A brief summary of the structural contents of Leaves of Grass may or may not cast further doubt on its coherence as an epic. Sections that do show internal consistency, and which proceed in a rough chronology more or less paralleling Whitman's stages of life, are: "Inscriptions," "Children of Adam," "Calamus," "Sea-Drift," "Drum-Taps," "Memories of President Lincoln," "Whispers of Heavenly Death," and "Songs of Parting." Those that are without focus, miscellaneous, are: "By the Roadside," "Autumn Rivulets," "From Noon to Starry Night," "Sands at Seventy," and "Good-Bye my Fancy." Other important miscellaneous long poems, coming after the "Calamus" section, in a grouping not given any title by Whitman, take up over eighty pages of the Comprehensive Reader's Edition. Here again the reader is faced with a peculiarity; there is strong evidence for coherence and order of subject matter expected of an epic and only somewhat less strong evidence for little coherence.

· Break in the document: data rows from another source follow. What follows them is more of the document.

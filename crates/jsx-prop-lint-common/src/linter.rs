use jsx_prop_lint_tree::{Document, Element};
use serde::Serialize;

/// Categories a rule can belong to, in display order
pub const RULE_CATEGORIES: &[&str] = &["style"];

#[derive(Debug, Clone, Copy, PartialEq, Eq, Serialize)]
pub enum Severity {
    Error,
    Warning,
}

impl Severity {
    /// Parse a severity name as written in configuration files
    pub fn from_name(name: &str) -> Option<Self> {
        match name {
            "error" => Some(Severity::Error),
            "warning" => Some(Severity::Warning),
            _ => None,
        }
    }
}

impl std::fmt::Display for Severity {
    fn fmt(&self, f: &mut std::fmt::Formatter<'_>) -> std::fmt::Result {
        match self {
            Severity::Error => write!(f, "ERROR"),
            Severity::Warning => write!(f, "WARNING"),
        }
    }
}

/// Replacement of one byte range of the source text
#[derive(Debug, Clone, PartialEq, Eq, Serialize)]
pub struct Fix {
    /// Start byte offset (0-indexed, inclusive)
    pub start_offset: usize,
    /// End byte offset (0-indexed, exclusive)
    pub end_offset: usize,
    /// Text that replaces the range
    pub new_text: String,
}

impl Fix {
    /// Create a fix that replaces bytes from start to end offset
    pub fn replace_range(start_offset: usize, end_offset: usize, new_text: &str) -> Self {
        Self {
            start_offset,
            end_offset,
            new_text: new_text.to_string(),
        }
    }

    /// Check whether two fixes touch a common byte
    pub fn overlaps(&self, other: &Fix) -> bool {
        self.start_offset < other.end_offset && other.start_offset < self.end_offset
    }
}

#[derive(Debug, Clone, Serialize)]
pub struct LintError {
    pub rule: String,
    pub category: String,
    pub message: String,
    pub severity: Severity,
    pub line: Option<usize>,
    pub column: Option<usize>,
    /// Byte offset of the anchor node, used for ordering
    #[serde(skip)]
    pub offset: usize,
    #[serde(skip_serializing_if = "Option::is_none")]
    pub fix: Option<Fix>,
}

impl LintError {
    pub fn new(rule: &str, category: &str, message: &str, severity: Severity) -> Self {
        Self {
            rule: rule.to_string(),
            category: category.to_string(),
            message: message.to_string(),
            severity,
            line: None,
            column: None,
            offset: 0,
            fix: None,
        }
    }

    /// Anchor the error at a byte offset of the document
    pub fn at_offset(mut self, document: &Document, offset: usize) -> Self {
        let position = document.position(offset);
        self.offset = offset;
        self.with_location(position.line, position.column)
    }

    pub fn with_location(mut self, line: usize, column: usize) -> Self {
        self.line = Some(line);
        self.column = Some(column);
        self
    }

    pub fn with_fix(mut self, fix: Fix) -> Self {
        self.fix = Some(fix);
        self
    }
}

/// A lint rule, visited by the [`Linter`] once per node kind it cares about
pub trait LintRule: Send + Sync {
    fn name(&self) -> &'static str;
    fn category(&self) -> &'static str;
    fn description(&self) -> &'static str;

    /// Check one element node
    ///
    /// Called for every element of the document, nested ones included.
    fn check_element(&self, element: &Element, document: &Document) -> Vec<LintError>;

    /// Get detailed explanation of why this rule exists
    fn why(&self) -> Option<&str> {
        None
    }

    /// Get example of bad markup
    fn bad_example(&self) -> Option<&str> {
        None
    }

    /// Get example of good markup
    fn good_example(&self) -> Option<&str> {
        None
    }

    /// Get reference URLs
    fn references(&self) -> Option<Vec<String>> {
        None
    }
}

/// Basic Linter that holds rules and runs them
pub struct Linter {
    rules: Vec<Box<dyn LintRule>>,
}

impl Linter {
    pub fn new() -> Self {
        Self { rules: Vec::new() }
    }

    pub fn add_rule(&mut self, rule: Box<dyn LintRule>) {
        self.rules.push(rule);
    }

    /// Get a reference to all rules
    pub fn rules(&self) -> &[Box<dyn LintRule>] {
        &self.rules
    }

    /// Visit every element of the document with every rule
    ///
    /// Errors come back in source order.
    pub fn lint(&self, document: &Document) -> Vec<LintError> {
        let mut errors: Vec<LintError> = document
            .all_elements()
            .flat_map(|element| {
                self.rules
                    .iter()
                    .flat_map(move |rule| rule.check_element(element, document))
            })
            .collect();

        errors.sort_by_key(|e| e.offset);
        log::debug!(
            "{} rule(s) reported {} error(s)",
            self.rules.len(),
            errors.len()
        );
        errors
    }
}

impl Default for Linter {
    fn default() -> Self {
        Self::new()
    }
}

#[cfg(test)]
mod tests {
    use super::*;
    use jsx_prop_lint_tree::testing::SourceBuilder;

    /// Reports every element that has no attributes
    struct NoAttributes;

    impl LintRule for NoAttributes {
        fn name(&self) -> &'static str {
            "no-attributes"
        }

        fn category(&self) -> &'static str {
            "style"
        }

        fn description(&self) -> &'static str {
            "Reports bare elements"
        }

        fn check_element(&self, element: &Element, document: &Document) -> Vec<LintError> {
            if !element.attributes.is_empty() {
                return Vec::new();
            }
            vec![
                LintError::new(self.name(), self.category(), "bare", Severity::Warning)
                    .at_offset(document, element.span.start),
            ]
        }
    }

    #[test]
    fn test_lint_visits_every_element() {
        let doc = SourceBuilder::new()
            .open("A")
            .close(" />")
            .text("\n")
            .open("B")
            .attr("b", "b")
            .close(" />")
            .text("\n")
            .open("C")
            .close(" />")
            .build();

        let mut linter = Linter::new();
        linter.add_rule(Box::new(NoAttributes));
        let errors = linter.lint(&doc);

        assert_eq!(errors.len(), 2);
        assert_eq!(errors[0].line, Some(1));
        assert_eq!(errors[1].line, Some(3));
        assert_eq!(errors[1].column, Some(1));
    }

    #[test]
    fn test_severity_from_name() {
        assert_eq!(Severity::from_name("error"), Some(Severity::Error));
        assert_eq!(Severity::from_name("warning"), Some(Severity::Warning));
        assert_eq!(Severity::from_name("fatal"), None);
    }

    #[test]
    fn test_fix_overlaps() {
        let a = Fix::replace_range(0, 10, "");
        assert!(a.overlaps(&Fix::replace_range(9, 12, "")));
        assert!(!a.overlaps(&Fix::replace_range(10, 12, "")));
    }
}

In his last years, Whitman discussed with Horace Traubel the possible issuing of Leaves of Grass in units of small volumes, as he said, "'Song of Myself' in one, and so on" claiming he "shall never be set at rest" till such separate volumes appeared (With Walt Whitman 6:66–67). He also said to Traubel earlier that Leaves of Grass is unsatisfactory in pieces, that it "can only find its reflection in ensemble...it belongs to bulk, mass, unity: must be seen with reference to its eligibility to express world-meanings rather than literary prettinesses" (With Walt Whitman 2:115). Does he contradict himself? Very well. He does.

Whatever arguments may be made against the work's being an epic, Leaves of Grass is undeniably of such proportions. It is large. It contains multitudes. While the term epic might well be jettisoned in favor of another more flexible one, such as architectonic, with its distinguished tradition it remains suitable for honoring Whitman's truly magnificent accomplishment.

Bibliography

Hansen, Chadwick C. "Walt Whitman's 'Song of Myself'—Democratic Epic." The American Renaissance: The History and Literature of an Era. Ed. Marin Abbott and George Hendrick. Die Neueren Sprachen 9. Frankfurt, Germany: Diesterweg, 1961. 77–88.

Köhring, Klaus H. "The American Epic." Southern Humanities Review 5 (1971): 265–280.

McWilliams, John P., Jr. The American Epic: Transforming a Genre, 1770–1860. Cambridge: Cambridge UP, 1990.

Miller, James E., Jr. The American Quest for a Supreme Fiction: Whitman's Legacy in the Personal Epic. Chicago: U of Chicago P, 1979.

____. A Critical Guide to "Leaves of Grass." Chicago: U of Chicago P, 1957.

____. "Leaves of Grass": America's Lyric-Epic of Self and Democracy. New York: Twayne, 1992.

Nuhn, Ferner. "Leaves of Grass Viewed as an Epic." Arizona Quarterly 7 (1951): 324–338.

Pearce, Roy Harvey. The Continuity of American Poetry. Princeton: Princeton UP, 1961.

Traubel, Horace. With Walt Whitman in Camden. Vol. 2. New York: Appleton, 1908; Vol. 6. Ed. Gertrude Traubel and William White. Carbondale: Southern Illinois UP, 1982.

Walker, Jeffrey. Bardic Ethos and the American Epic Poem. Baton Rouge: Louisiana State UP, 1989.

Whitman, Walt. Leaves of Grass: Comprehensive Reader's Edition. Ed. Harold W. Blodgett and Sculley Bradley. New York: New York UP, 1965.